Mike McLeavy

Personal information
- Date of birth: 22 July 1900
- Place of birth: Rutherglen, Scotland
- Position: Inside forward

Youth career
- Rutherglen Glencairn

Senior career*
- Years: Team / Apps / (Gls)
- 1921–1922: Falkirk / 15 / (4)
- 1922: Kilmarnock / 2 / (0)
- 1922–1923: Bo'ness / 1 / (1)
- 1923: Vale of Leven / 16 / (4)
- 1923–1925: J&P Coats / 27 / (12)
- 1925: Providence / 7 / (0)
- 1925–1931: New Bedford Whalers / 207 / (91)
- 1931: Fall River / 6 / (4)
- 1931: New Bedford Whalers / 2 / (1)
- Total:  / 284 / (118)

= Mike McLeavy =

Scottish footballer

Michael McLeavy (born 22 July 1900) was a Scottish footballer who spent most of his career in the American Soccer League.

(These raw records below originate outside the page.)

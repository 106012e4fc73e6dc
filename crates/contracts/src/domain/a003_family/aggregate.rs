use crate::domain::common::validation::check_name;
use crate::domain::common::{CatalogEntity, CodeRule, MAX_NAME_LEN};
use serde::{Deserialize, Serialize};

/// Семейство: третий уровень классификации
#[derive(Debug, Clone, PartialEq, Eq, Serialize, Deserialize)]
pub struct Family {
    #[serde(rename = "numero")]
    pub code: String,

    #[serde(rename = "nombre")]
    pub name: String,

    #[serde(rename = "departamento_numero")]
    pub department_code: String,

    #[serde(rename = "clase_numero")]
    pub class_code: String,
}

impl Family {
    pub fn new(
        code: impl Into<String>,
        name: impl Into<String>,
        department_code: impl Into<String>,
        class_code: impl Into<String>,
    ) -> Self {
        Self {
            code: code.into(),
            name: name.into(),
            department_code: department_code.into(),
            class_code: class_code.into(),
        }
    }

    /// Принадлежит ли семейство паре департамент/класс
    pub fn belongs_to(&self, department_code: &str, class_code: &str) -> bool {
        self.department_code == department_code && self.class_code == class_code
    }

    /// Валидация данных
    pub fn validate(&self) -> Result<(), String> {
        self.validate_code()?;
        check_name("family name", &self.name, MAX_NAME_LEN)
    }
}

impl CatalogEntity for Family {
    fn code(&self) -> &str {
        &self.code
    }

    fn aggregate_index() -> &'static str {
        "a003"
    }

    fn table_name() -> &'static str {
        "familias"
    }

    fn element_name() -> &'static str {
        "family"
    }

    fn code_rule() -> CodeRule {
        CodeRule::Exact(3)
    }
}
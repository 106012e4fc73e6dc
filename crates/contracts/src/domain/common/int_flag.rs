//! Serde adapter for flags stored and transferred as `0` / `1`.

use serde::de::Error;
use serde::{Deserialize, Deserializer, Serializer};

pub fn serialize<S>(value: &bool, serializer: S) -> Result<S::Ok, S::Error>
where
    S: Serializer,
{
    serializer.serialize_u8(u8::from(*value))
}

pub fn deserialize<'de, D>(deserializer: D) -> Result<bool, D::Error>
where
    D: Deserializer<'de>,
{
    match i64::deserialize(deserializer)? {
        0 => Ok(false),
        1 => Ok(true),
        other => Err(D::Error::custom(format!("expected 0 or 1, got {}", other))),
    }
}

/// Преобразовать числовой флаг из DTO в bool
pub fn from_int(field: &str, value: i64) -> Result<bool, String> {
    match value {
        0 => Ok(false),
        1 => Ok(true),
        _ => Err(format!("{} must be 0 or 1", field)),
    }
}

#[cfg(test)]
mod tests {
    use serde::{Deserialize, Serialize};

    #[derive(Serialize, Deserialize)]
    struct Holder {
        #[serde(with = "super")]
        flag: bool,
    }

    #[test]
    fn test_flag_serializes_as_int() {
        let json = serde_json::to_string(&Holder { flag: true }).unwrap();
        assert_eq!(json, r#"{"flag":1}"#);
    }

    #[test]
    fn test_flag_rejects_other_values() {
        assert!(serde_json::from_str::<Holder>(r#"{"flag":2}"#).is_err());
        let h: Holder = serde_json::from_str(r#"{"flag":0}"#).unwrap();
        assert!(!h.flag);
    }

    #[test]
    fn test_from_int() {
        assert_eq!(super::from_int("descontinuado", 1), Ok(true));
        assert!(super::from_int("descontinuado", -1).is_err());
    }
}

In 1921, McLeavy joined Falkirk; he moved to Kilmarnock in 1922 but played only two league games, then played for Bo'ness and Vale of Leven before leaving Scotland for the United States in 1923. When McLeavy arrived, he signed with J&P Coats of the American Soccer League. In 1924, he began the season with J&P Coats, but moved to Providence twelve games into the season. In 1925, McLeavy joined the New Bedford Whalers where he spent most of the rest of his career, aside from six games with the Fall River during the Spring 1931 American Soccer League season.